Revista Cubana de Medicina Militar (Aug 2022)
Clinical and echocardiographic characteristics of early cardiotoxicity in patients with breast cancer treated with chemotherapy
Abstract
Introduction: Cardiovascular complications are the main cause of mortality in cancer survivors. Objectives: To identify the clinical and echocardiographic characteristics of cardiotoxicity in patients with breast cancer treated with chemotherapy. Methods: Cross-sectional study in 451 patients with breast cancer. Each patient underwent an interrogation, physical examination, hemochemistry, electrocardiogram, and echocardiogram (the latter, before chemotherapy, at 3, 6, and 12 months.
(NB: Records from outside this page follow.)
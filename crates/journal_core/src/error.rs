//! Error types for journal_core operations.

use crate::record::RecordId;
use std::path::PathBuf;
use thiserror::Error;

/// Errors raised by a [`RecordStore`](crate::RecordStore).
#[derive(Error, Debug)]
pub enum StorageError {
    /// I/O error during a filesystem operation (unreadable directory,
    /// permissions, disk full).
    #[error("I/O error: {0}")]
    Io(#[from] std::io::Error),

    /// Writing the backing file of a record failed.
    #[error("failed to write record {id}: {source}")]
    WriteFailed {
        /// Record being written
        id: RecordId,
        /// Underlying I/O failure
        #[source]
        source: std::io::Error,
    },

    /// Removing the backing file of a record failed.
    #[error("failed to delete record {id}: {source}")]
    DeleteFailed {
        /// Record being deleted
        id: RecordId,
        /// Underlying I/O failure
        #[source]
        source: std::io::Error,
    },

    /// The store no longer knows the record (removed outside the session).
    #[error("record not found in storage: {0}")]
    Missing(RecordId),

    /// A record file could not be parsed.
    #[error("invalid record at {}: {}", path.display(), reason)]
    InvalidRecord {
        /// Path of the offending file
        path: PathBuf,
        /// Description of what's invalid
        reason: String,
    },

    /// Configuration error (loading, parsing, unresolvable directory).
    #[error("configuration error: {0}")]
    Config(String),

    /// Another session owns the storage directory.
    #[error("storage directory locked by another session: {}", .0.display())]
    Locked(PathBuf),

    /// No backend registered under the requested name.
    #[error("unknown storage backend: {0}")]
    UnknownBackend(String),
}

impl StorageError {
    /// Returns a user-friendly recovery suggestion for the error, if available.
    pub fn recovery_suggestion(&self) -> Option<&'static str> {
        match self {
            Self::Locked(_) => Some(
                "Another journal session is using this directory. Close it, or remove .journal.lock if that process is dead.",
            ),
            Self::Missing(_) => Some("The entry was removed outside this session. Run 'journal list' to refresh."),
            Self::UnknownBackend(_) => Some("Use 'directory' or 'memory' for storage.backend."),
            Self::Config(_) => Some("Check the config file, or pass --data-dir explicitly."),
            Self::InvalidRecord { .. } => Some("The file is ignored by reconciliation; fix or remove it by hand."),
            _ => None,
        }
    }
}

/// Errors raised by a [`SessionContext`](crate::SessionContext).
#[derive(Error, Debug)]
pub enum SessionError {
    /// A logical mutation could not be made durable. The in-memory record
    /// set is unchanged when this is returned.
    #[error("save failed: {0}")]
    SaveFailed(#[source] StorageError),

    /// Storage failure outside of a save (startup, fetch, reconciliation).
    #[error(transparent)]
    Storage(#[from] StorageError),

    /// The session holds no record with this id.
    #[error("record not found: {0}")]
    RecordNotFound(RecordId),

    /// The main lane has shut down.
    #[error("session main lane is closed")]
    LaneClosed,

    /// A blocking session call was made from the main lane itself.
    #[error("blocking session call issued from the main lane")]
    Reentrant,
}

impl SessionError {
    /// Returns a user-friendly recovery suggestion for the error, if available.
    pub fn recovery_suggestion(&self) -> Option<&'static str> {
        match self {
            Self::SaveFailed(e) | Self::Storage(e) => e.recovery_suggestion(),
            Self::RecordNotFound(_) => Some("Run 'journal list' to see the current entry ids."),
            Self::Reentrant => Some("Defer the call until the observer callback has returned."),
            _ => None,
        }
    }
}

/// Convenience Result type for storage operations.
pub type Result<T> = std::result::Result<T, StorageError>;

/// Convenience Result type for session operations.
pub type SessionResult<T> = std::result::Result<T, SessionError>;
Frequencies were obtained for qualitative variables and proportions were compared using the z statistic; for the quantitative variables, the mean, standard deviation, minimum and maximum value were estimated. Mean differences were calculated with Student's t-test, after determining the distribution. For all analyses, the level of significance was set at p< 0.05. Results: The frequency of cardiotoxicity was 15.9 %. The mean age was 60.1 ± 12.6 years. Arterial hypertension was identified in 60.1 % of the patients, left ventricular hypertrophy in 48.6 %, and hypertensive heart disease in 35.7 %. Left ventricular ejection fraction and left atrial diameter showed greater differences (p= 0.000 in both cases) after treatment. Conclusions: The characteristics of patients with cardiotoxicity are: age over 60 years, smoking, reduced glomerular filtration rate, hypertensive heart disease, prolongation of the Q-Tc interval, increased diameter of the left atrium, diastolic dysfunction and depression left ventricular ejection fraction.